[Opening DATA SHOWN section]
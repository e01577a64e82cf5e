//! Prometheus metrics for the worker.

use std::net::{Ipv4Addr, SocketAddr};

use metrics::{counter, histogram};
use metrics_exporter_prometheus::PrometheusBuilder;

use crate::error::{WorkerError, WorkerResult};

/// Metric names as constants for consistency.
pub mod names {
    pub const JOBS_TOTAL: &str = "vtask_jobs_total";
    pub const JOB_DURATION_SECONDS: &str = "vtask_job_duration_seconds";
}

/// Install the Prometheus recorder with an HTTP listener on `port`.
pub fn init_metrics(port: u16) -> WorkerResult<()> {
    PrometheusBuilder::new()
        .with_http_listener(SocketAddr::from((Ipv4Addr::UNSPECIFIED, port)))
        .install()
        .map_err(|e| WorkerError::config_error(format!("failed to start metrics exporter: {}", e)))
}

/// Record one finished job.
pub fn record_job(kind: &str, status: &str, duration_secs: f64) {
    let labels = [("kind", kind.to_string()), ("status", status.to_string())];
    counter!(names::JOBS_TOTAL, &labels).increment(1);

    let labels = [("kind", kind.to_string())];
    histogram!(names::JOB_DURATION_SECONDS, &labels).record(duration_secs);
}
[Closing DATA SHOWN section]
- _REQUIREMENT_
Repeat all the records. Match each line exactly.

- _RESULT_
repository e01577a64e82cf5e
//! Prometheus metrics for the worker.

use std::net::{Ipv4Addr, SocketAddr};

use metrics::{counter, histogram};
use metrics_exporter_prometheus::PrometheusBuilder;

use crate::error::{WorkerError, WorkerResult};

/// Metric names as constants for consistency.
pub mod names {
    pub const JOBS_TOTAL: &str = "vtask_jobs_total";
    pub const JOB_DURATION_SECONDS: &str = "vtask_job_duration_seconds";
}

/// Install the Prometheus recorder with an HTTP listener on `port`.
pub fn init_metrics(port: u16) -> WorkerResult<()> {
    PrometheusBuilder::new()
        .with_http_listener(SocketAddr::from((Ipv4Addr::UNSPECIFIED, port)))
        .install()
        .map_err(|e| WorkerError::config_error(format!("failed to start metrics exporter: {}", e)))
}

/// Record one finished job.
pub fn record_job(kind: &str, status: &str, duration_secs: f64) {
    let labels = [("kind", kind.to_string()), ("status", status.to_string())];
    counter!(names::JOBS_TOTAL, &labels).increment(1);

    let labels = [("kind", kind.to_string())];
    histogram!(names::JOB_DURATION_SECONDS, &labels).record(duration_secs);
}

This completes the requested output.